Capstone’s flagship product, the CapStone Microturbine power generation system, is about the size of a refrigerator and generates 30 kW of electricity. That of another major manufacturer, Honeywell Power System’s Parallon 75 microturbine, operates on natural gas, diesel and kerosene fuels, with each unit providing 75 kW of on-site power generation.

Duggan also pointed out that distributed generation makes heat available to customers that utilize microturbines, whereas the same heat thrown off by larger power plants is typically wasted. In small scale cogeneration applications, a microturbine’s exhaust heat can be used for, among other things, water and air heating, food processing and dehumidification.

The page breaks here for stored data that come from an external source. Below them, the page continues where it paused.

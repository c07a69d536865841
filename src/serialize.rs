pub mod bson;
pub mod json;
pub mod message_pack;

use crate::serialize::bson::BsonSerDe;
use crate::serialize::json::JsonSerDe;
use crate::serialize::message_pack::MessagePackSerDe;
use crate::Error;
use serde_json::Value;
use std::fmt::{Display, Formatter};

/// Writes a document to an encoding and reads it back.
pub trait SerDe {
    fn serialize(&self, document: Value) -> Result<Vec<u8>, Error>;

    fn deserialize(&self, bytes: &[u8]) -> Result<Value, Error>;
}

/// The encodings a [`Codec`](crate::Codec) can write.
#[derive(Default, Debug, Clone, Copy, Eq, PartialEq, Hash)]
pub enum Format {
    /// BSON, the binary document format used by MongoDB.
    #[default]
    Bson,
    /// JSON text.
    Json,
    /// MessagePack, an efficient binary format that resembles a compact JSON.
    MessagePack,
}

impl Format {
    pub fn serializer(&self) -> Box<dyn SerDe> {
        match self {
            Format::Bson => Box::new(BsonSerDe),
            Format::Json => Box::new(JsonSerDe),
            Format::MessagePack => Box::new(MessagePackSerDe),
        }
    }
}

impl Display for Format {
    fn fmt(&self, f: &mut Formatter<'_>) -> std::fmt::Result {
        match self {
            Format::Bson => write!(f, "BSON"),
            Format::Json => write!(f, "JSON"),
            Format::MessagePack => write!(f, "MessagePack"),
        }
    }
}
//! The tagged document tree every encoding is written from and read into.

pub mod probe;
mod tagging;
mod untagging;

use crate::Error;
use serde::de::DeserializeOwned;
use serde::{Deserialize, Serialize};
use serde_json::{Map, Value};

pub use tagging::Tagger;
pub use untagging::Untagger;

/// Field holding the type tag of a tagged value.
pub const TYPE_KEY: &str = "$type";

/// Field holding a value that could not carry its own [`TYPE_KEY`], or a root that is not an
/// object in encodings that require one.
pub const VALUE_KEY: &str = "$value";

/// Newtype name under which an already tagged document passes through a [`Tagger`] untouched.
pub(crate) const DOCUMENT_TOKEN: &str = "$polycodec::Document";

/// Builds the document of `value`, tagging structs when `tags` is set.
pub fn to_document<T>(value: &T, tags: bool) -> Result<Value, serde_json::Error>
where
    T: ?Sized + Serialize,
{
    value.serialize(Tagger::new(serde_json::value::Serializer, tags))
}

/// Reads `T` from a document built by [`to_document`], ignoring the tags of its structs.
pub fn from_document<T>(document: Value) -> Result<T, serde_json::Error>
where
    T: DeserializeOwned,
{
    T::deserialize(Untagger::new(document))
}

/// Returns the type tag carried by `document`, if any.
pub fn type_tag(document: &Value) -> Option<&str> {
    document.get(TYPE_KEY).and_then(Value::as_str)
}

/// Wraps `document` so that `tag` can be attached to it. Documents already carrying `tag` are
/// kept as they are.
pub fn attach_tag(document: Value, tag: &str) -> Value {
    if type_tag(&document) == Some(tag) {
        return document;
    }

    let mut map = Map::with_capacity(2);
    map.insert(TYPE_KEY.to_string(), Value::String(tag.to_string()));
    map.insert(VALUE_KEY.to_string(), document);
    Value::Object(map)
}

/// Returns the payload of a tagged document: the wrapped value when [`attach_tag`] had to wrap
/// it, the document itself otherwise.
pub fn detach_tag(document: Value) -> Value {
    match document {
        Value::Object(mut map) if map.contains_key(VALUE_KEY) => {
            map.remove(VALUE_KEY).unwrap_or(Value::Null)
        }
        document => document,
    }
}

/// Wraps roots that are not objects under [`VALUE_KEY`].
pub fn wrap_root(document: Value) -> Map<String, Value> {
    match document {
        Value::Object(map) => map,
        document => {
            let mut map = Map::with_capacity(1);
            map.insert(VALUE_KEY.to_string(), document);
            map
        }
    }
}

/// Reverts [`wrap_root`].
pub fn unwrap_root(mut map: Map<String, Value>) -> Value {
    if map.len() == 1 && map.contains_key(VALUE_KEY) {
        return map.remove(VALUE_KEY).unwrap_or(Value::Null);
    }
    Value::Object(map)
}

/// Fails when the root of `document` is tagged with a type other than the one `T` decodes.
pub fn check_root<T>(document: &Value) -> Result<(), Error>
where
    T: for<'de> Deserialize<'de>,
{
    match (type_tag(document), probe::container_name::<T>()) {
        (Some(found), Some(expected)) if found != expected => Err(Error::TypeMismatch {
            expected: expected.to_string(),
            found: found.to_string(),
        }),
        _ => Ok(()),
    }
}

Heidi Pursley, director of marketing at Honeywell Power Systems, also highlighted the fact that microturbines can come in handy during blackout situations. Not surprisingly, the California marketplace is proving to be a fairly receptive market for microturbine technology.

Capstone last month announced that the City of Los Angeles Board of Water and Power Commissioners unanimously approved a $4 million purchase of 141 microturbine power systems from Capstone California, a newly-formed subsidiary of Capstone. Duggan told NGI the company also has entered a deal with a wastewater treatment association in California. “That’s more of an understanding agreement, but we do know that our machines work very well on waste gases” from wastewater plants.

Meanwhile, a fleet of Honeywell’s 75kW microturbines have been helping the company’s Torrance, CA, facility deal with California’s energy crisis by providing on-site power generation.

Despite the technology’s promise, the speakers also acknowledged that certain barriers exist for microturbine technology, although they don’t appear to be insurmountable. In particular, both Duggan and Pursley cited interconnection issues with local power distribution systems to carry off excess power when it’s not being used on-site, or supplement the on-site power, as an area that is being grappled with by the industry.

How much of a problem it is “depends on the various locations. Some places are more difficult than other places,” Duggan told NGI. California, Texas and New York have statewide standards in place, “which makes it a little easier and I think in California we’re finding it is getting much easier.”

“But in some instances there are peculiar problems, unique problems that inhibit the interconnection issue,” Duggan continued. He hammered home the point that interconnection is a technical issue “and engineers come up with answers, so all of the technical barriers that could be put up have technical solutions. The reality is that our technology works grid-connected and stand-alone, so those issues can be resolved,” Duggan said.